Refugees from Ukraine are standing in a line at the aid point which was opened at Henryk Reymans Municipal Stadium. Krakow, Poland on March 9th, 2022.    (Beata Zawrzel/NurPhoto via Getty Images)
Refugees from Ukraine are standing in a line at the aid point which was opened at Henryk Reymans Municipal Stadium. Krakow, Poland on March 9th, 2022. (Beata Zawrzel/NurPhoto via Getty Images)

At the end of December, I got a text from a Ukrainian friend, a young mother who fled her home with her daughters three days after the Russian invasion — and is now building a new life in Boston. She shared her plan to prepare the traditional dishes to ring in 2023, and it got me longing for the carefully chopped salads that define New Year’s celebrations in Russia and Ukraine.

Shared culinary tradition is one of the many things that bind the people of Eastern Europe. I’m not the chef my friend is, but why not buy the food I love and uphold the things we share as political madmen do what they can to divide us?

I can remember my great-grandmother — born on a Ukrainian estate that was confiscated by the Bolsheviks -- spending hours dicing potatoes, beets, carrots and onions as midnight neared in our Moscow kitchen. Eating the food would be, as much as anything, a tribute to her. I longed, especially, for her beet-based vinegret salad.

With this plan in mind, I headed to my local Russian grocery store for the first time since Russia invaded Ukraine. It hadn’t been a conscious protest. Food — and the immigrants who make it — didn’t start the war. They didn’t force millions of Ukrainians from their homes; they didn’t kill tens of thousands of souls. And yet, I harbored a perhaps irrational aversion to symbols reminding me that my birth country has been destroying the country of my ancestors for a year.


I stood in a long queue surrounded by elderly, Russian-speaking shoppers whose grumbling and 1980s berets brought me back to my years in Soviet Russia. When it was my turn at last, I asked the no-nonsense lady behind the counter for two large containers of vinegret and, on a whim – because I’d skipped breakfast – a couple of golubtsi, too. Golubtsi were another of my great-grandmother’s favorite things to make. Though the word sounds a lot like the Russian word for “pigeon,” the main ingredient is in fact ground beef, mixed with rice and wrapped in cabbage leaves.

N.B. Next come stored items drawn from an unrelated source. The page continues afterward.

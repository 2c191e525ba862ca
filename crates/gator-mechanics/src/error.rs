//! Error types for the resolution engine.
//!
//! Only caller-side validation failures are represented here. A die or
//! table key outside its closed domain is a programming error and panics
//! instead of producing a `MechError`.

/// Errors that can occur while building inputs or resolving outcomes.
#[derive(Debug, thiserror::Error)]
pub enum MechError {
    /// A cluster weapon size has no row in the cluster hits table.
    #[error("unsupported cluster weapon size: {0} (expected one of 2, 4, 5, 6, 10, 15, 20)")]
    UnsupportedClusterSize(u32),

    /// A numeric input fell outside its legal range.
    #[error("{field} must be between {min} and {max}, got {value}")]
    OutOfRange {
        /// Name of the offending input.
        field: &'static str,
        /// The rejected value.
        value: i64,
        /// Smallest legal value.
        min: i64,
        /// Largest legal value.
        max: i64,
    },

    /// A dice expression could not be parsed.
    #[error("invalid dice expression: {0}")]
    InvalidDiceExpression(String),

    /// The engine configuration is malformed.
    #[error("invalid engine config: {0}")]
    InvalidConfig(String),
}

/// Convenience result type for engine operations.
pub type MechResult<T> = Result<T, MechError>;
//! Static resolution tables keyed by a 2d6 total.
//!
//! Every table covers the full 2..=12 domain. Looking up a key outside
//! that domain is a dice-source bug and panics.

use serde::{Deserialize, Serialize};

use crate::dice::{TWO_D6_MAX, TWO_D6_MIN};
use crate::error::{MechError, MechResult};

/// Version of the table data below.
pub const TABLES_VERSION: &str = "1.1.0";

/// Which arc of the target an attack strikes.
#[derive(Debug, Clone, Copy, PartialEq, Eq, Hash, Default, Serialize, Deserialize)]
#[serde(rename_all = "snake_case")]
pub enum Facing {
    /// Front or side arc.
    #[default]
    Front,
    /// Rear arc.
    Rear,
}

impl Facing {
    /// Parse a facing from user input.
    pub fn parse(s: &str) -> Option<Self> {
        match s.trim().to_lowercase().as_str() {
            "front" | "f" => Some(Self::Front),
            "rear" | "r" | "back" => Some(Self::Rear),
            _ => None,
        }
    }
}

impl std::fmt::Display for Facing {
    fn fmt(&self, f: &mut std::fmt::Formatter<'_>) -> std::fmt::Result {
        match self {
            Self::Front => write!(f, "Front"),
            Self::Rear => write!(f, "Rear"),
        }
    }
}

/// A body location on a mech.
#[derive(Debug, Clone, Copy, PartialEq, Eq, Hash, Serialize, Deserialize)]
#[serde(rename_all = "snake_case")]
pub enum Location {
    /// Head.
    Head,
    /// Center torso.
    CenterTorso,
    /// Right torso.
    RightTorso,
    /// Left torso.
    LeftTorso,
    /// Right arm.
    RightArm,
    /// Left arm.
    LeftArm,
    /// Right leg.
    RightLeg,
    /// Left leg.
    LeftLeg,
}

impl Location {
    /// Record-sheet abbreviation.
    pub fn abbrev(self) -> &'static str {
        match self {
            Self::Head => "HEAD",
            Self::CenterTorso => "CT",
            Self::RightTorso => "RT",
            Self::LeftTorso => "LT",
            Self::RightArm => "RA",
            Self::LeftArm => "LA",
            Self::RightLeg => "RL",
            Self::LeftLeg => "LL",
        }
    }

    /// Whether this location carries separate rear armor.
    pub fn has_rear(self) -> bool {
        !matches!(self, Self::Head)
    }
}

impl std::fmt::Display for Location {
    fn fmt(&self, f: &mut std::fmt::Formatter<'_>) -> std::fmt::Result {
        match self {
            Self::Head => write!(f, "Head"),
            Self::CenterTorso => write!(f, "Center Torso"),
            Self::RightTorso => write!(f, "Right Torso"),
            Self::LeftTorso => write!(f, "Left Torso"),
            Self::RightArm => write!(f, "Right Arm"),
            Self::LeftArm => write!(f, "Left Arm"),
            Self::RightLeg => write!(f, "Right Leg"),
            Self::LeftLeg => write!(f, "Left Leg"),
        }
    }
}

use Location::{CenterTorso, Head, LeftArm, LeftLeg, LeftTorso, RightArm, RightLeg, RightTorso};

/// Hit location by 2d6 total, index 0 is a roll of 2.
///
/// Front and rear attacks share this mapping; rear hits land on rear
/// armor except for the head, which has none.
const HIT_LOCATION: [Location; 11] = [
    CenterTorso, // 2
    RightTorso,  // 3
    RightArm,    // 4
    RightLeg,    // 5
    RightTorso,  // 6
    CenterTorso, // 7
    LeftTorso,   // 8
    LeftLeg,     // 9
    LeftArm,     // 10
    LeftArm,     // 11
    Head,        // 12
];

/// Critical slots triggered by 2d6 total, index 0 is a roll of 2.
const CRITICAL_COUNT: [u8; 11] = [0, 0, 0, 0, 0, 0, 1, 1, 2, 2, 3];

/// Supported cluster weapon sizes.
#[derive(Debug, Clone, Copy, PartialEq, Eq, Hash, Serialize, Deserialize)]
#[serde(try_from = "u32", into = "u32")]
pub enum ClusterSize {
    /// Two submunitions.
    Two,
    /// Four submunitions.
    Four,
    /// Five submunitions.
    Five,
    /// Six submunitions.
    Six,
    /// Ten submunitions.
    Ten,
    /// Fifteen submunitions.
    Fifteen,
    /// Twenty submunitions.
    Twenty,
}

impl ClusterSize {
    /// Every supported size, smallest first.
    pub fn all() -> &'static [Self] {
        &[
            Self::Two,
            Self::Four,
            Self::Five,
            Self::Six,
            Self::Ten,
            Self::Fifteen,
            Self::Twenty,
        ]
    }

    /// Number of submunitions fired.
    pub fn count(self) -> u32 {
        match self {
            Self::Two => 2,
            Self::Four => 4,
            Self::Five => 5,
            Self::Six => 6,
            Self::Ten => 10,
            Self::Fifteen => 15,
            Self::Twenty => 20,
        }
    }

    fn row(self) -> &'static [u32; 11] {
        match self {
            Self::Two => &[1, 1, 1, 1, 1, 1, 2, 2, 2, 2, 2],
            Self::Four => &[2, 2, 2, 2, 2, 3, 3, 3, 3, 4, 4],
            Self::Five => &[2, 2, 3, 3, 3, 3, 3, 4, 4, 5, 5],
            Self::Six => &[2, 3, 3, 4, 4, 4, 4, 5, 5, 6, 6],
            Self::Ten => &[3, 4, 6, 6, 6, 6, 6, 8, 8, 10, 10],
            Self::Fifteen => &[5, 6, 9, 9, 9, 9, 9, 12, 12, 15, 15],
            Self::Twenty => &[6, 9, 12, 12, 12, 12, 12, 16, 16, 20, 20],
        }
    }
}

impl TryFrom<u32> for ClusterSize {
    type Error = MechError;

    fn try_from(value: u32) -> MechResult<Self> {
        match value {
            2 => Ok(Self::Two),
            4 => Ok(Self::Four),
            5 => Ok(Self::Five),
            6 => Ok(Self::Six),
            10 => Ok(Self::Ten),
            15 => Ok(Self::Fifteen),
            20 => Ok(Self::Twenty),
            other => Err(MechError::UnsupportedClusterSize(other)),
        }
    }
}

impl From<ClusterSize> for u32 {
    fn from(size: ClusterSize) -> Self {
        size.count()
    }
}

impl std::fmt::Display for ClusterSize {
    fn fmt(&self, f: &mut std::fmt::Formatter<'_>) -> std::fmt::Result {
        write!(f, "{}", self.count())
    }
}

fn index(roll: u8) -> usize {
    assert!(
        (TWO_D6_MIN..=TWO_D6_MAX).contains(&roll),
        "2d6 table key out of range: {roll}"
    );
    usize::from(roll - TWO_D6_MIN)
}

/// Location struck for a 2d6 total. The facing only matters for whether
/// the hit lands on rear armor, see [`Location::has_rear`].
pub fn hit_location(roll: u8) -> Location {
    HIT_LOCATION[index(roll)]
}

/// Critical slots triggered for a 2d6 total.
pub fn critical_count(roll: u8) -> u8 {
    CRITICAL_COUNT[index(roll)]
}

/// Submunitions that connect for a weapon size and adjusted 2d6 total.
pub fn cluster_hits(size: ClusterSize, roll: u8) -> u32 {
    size.row()[index(roll)]
}

#[cfg(test)]
mod tests {
    use super::*;

    #[test]
    fn hit_location_front_table() {
        let expected = [
            "CT", "RT", "RA", "RL", "RT", "CT", "LT", "LL", "LA", "LA", "HEAD",
        ];
        for (roll, abbrev) in (2..=12).zip(expected) {
            assert_eq!(hit_location(roll).abbrev(), abbrev, "roll {roll}");
        }
    }

    #[test]
    fn head_has_no_rear() {
        assert_eq!(hit_location(12), Location::Head);
        assert!(!Location::Head.has_rear());
        assert!(Location::CenterTorso.has_rear());
    }

    #[test]
    fn critical_counts() {
        let expected = [0, 0, 0, 0, 0, 0, 1, 1, 2, 2, 3];
        for (roll, count) in (2..=12).zip(expected) {
            assert_eq!(critical_count(roll), count, "roll {roll}");
        }
    }

    #[test]
    fn cluster_spot_checks() {
        assert_eq!(cluster_hits(ClusterSize::Ten, 7), 6);
        assert_eq!(cluster_hits(ClusterSize::Six, 2), 2);
        assert_eq!(cluster_hits(ClusterSize::Twenty, 12), 20);
        assert_eq!(cluster_hits(ClusterSize::Fifteen, 9), 12);
        assert_eq!(cluster_hits(ClusterSize::Two, 8), 2);
    }

    #[test]
    fn cluster_rows_are_monotonic_and_capped() {
        for &size in ClusterSize::all() {
            let row: Vec<u32> = (2..=12).map(|roll| cluster_hits(size, roll)).collect();
            assert!(row.windows(2).all(|w| w[0] <= w[1]), "{size} row decreases");
            assert_eq!(row[10], size.count(), "{size} top row is not full");
            assert!(row.iter().all(|hits| (1..=size.count()).contains(hits)));
        }
    }

    #[test]
    fn cluster_size_conversion() {
        for &size in ClusterSize::all() {
            assert_eq!(ClusterSize::try_from(size.count()).unwrap(), size);
        }
        assert!(matches!(
            ClusterSize::try_from(8),
            Err(MechError::UnsupportedClusterSize(8))
        ));
        assert!(ClusterSize::try_from(0).is_err());
    }

    #[test]
    fn cluster_size_serde_uses_count() {
        let json = serde_json::to_string(&ClusterSize::Fifteen).unwrap();
        assert_eq!(json, "15");
        let parsed: ClusterSize = serde_json::from_str("10").unwrap();
        assert_eq!(parsed, ClusterSize::Ten);
        assert!(serde_json::from_str::<ClusterSize>("3").is_err());
    }

    #[test]
    fn facing_parse() {
        assert_eq!(Facing::parse("Rear"), Some(Facing::Rear));
        assert_eq!(Facing::parse(" front "), Some(Facing::Front));
        assert_eq!(Facing::parse("left"), None);
    }

    #[test]
    #[should_panic(expected = "2d6 table key out of range: 13")]
    fn lookup_outside_domain_panics() {
        critical_count(13);
    }
}
use colored::Colorize;

use gator_mechanics::DiceExpr;

use super::Session;

pub fn run(session: &mut Session, expr: &str) -> Result<(), String> {
    let expr = expr.parse::<DiceExpr>().map_err(|e| e.to_string())?;
    let roll = session.engine.roll_expression(&expr);
    if session.json() {
        return session.print_json(&roll);
    }
    println!("  {} {}", "Roll:".bold(), roll);
    println!("  {} {}", "Total:".bold(), roll.total.to_string().cyan().bold());
    Ok(())
}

The author's great-grandmother presiding over a family meal. (Courtesy Anastasya Partan)
The author's great-grandmother presiding over a family meal. (Courtesy Anastasya Partan)

I raced home to relish my acquisitions.

Hunger can make one oblivious. But by the second golubets (singular), I knew something was off. I spit it out, turned up the lights and called my husband over. Where there should have been ground beef, there was chicken, and it was completely raw.

“Don’t you think you were supposed to cook it?” my husband gaped.

I dialed the Russian store.

“Excuse me, what’s in your golubtsi?” I asked.

“Chicken and rice,” the woman answered.

“Was I supposed to cook them?” I asked.

“No, of course not! Our golubtsi are fully prepared.” She sounded offended.

I told her they were fully raw, and I’d just eaten one. She walked to the case, cut one open, and, entirely unstirred, said, “Hmm, yeah, totally raw.”

Having lived for too long in America, I waited for her to apologize or to offer a refund or a bottle of vodka. But they were busy. Could I call back? 

The next day, I carried the remaining golubets and the beet salad (which had already started to decompose) back to the grocery store.

The cashier, a young man this time, wasn’t nearly as remorseful as I hoped he’d be.

“Our chef, you know, he’s gotten kind of lazy,” he informed me.

“Too lazy to cook chicken?” I asked.

“Yeah, yeah.”

He promised to talk to the chef, handed me a refund, and shouted, “Next!”


A child walks past destroyed Russian military vehicles on display in Mykhailivskyi Square, on February 23, 2023 in downtown Kyiv, Ukraine. of regular air strikes. (Roman Pilipey/Getty Images)
A child walks past destroyed Russian military vehicles on display in Mykhailivskyi Square, on February 23, 2023 in downtown Kyiv, Ukraine. of regular air strikes. (Roman Pilipey/Getty Images)

I was lucky: I didn’t get sick. But my discomfort about the whole incident was reflective of a different kind of ailment. As a Russian-born person turbulently infuriated with my birth country, the raw chicken exacerbated my already profound sense of shame for Russia, and my concern for how Russians are now perceived around the globe. To have representatives of our culture behave irresponsibly and not care a whit didn’t sit right at all.

Mistakes happen — in the kitchen and elsewhere. It may even be that the “lazy chef” isn’t from Russia. But it’s known as the Russian food store. It’s one of the places people considered boycotting last year when Russia invaded Ukraine (because we always need someone to blame).

I can’t let go of the feeling that all of us affiliated with Russia — food shops included — have a responsibility to uphold higher standards, especially now.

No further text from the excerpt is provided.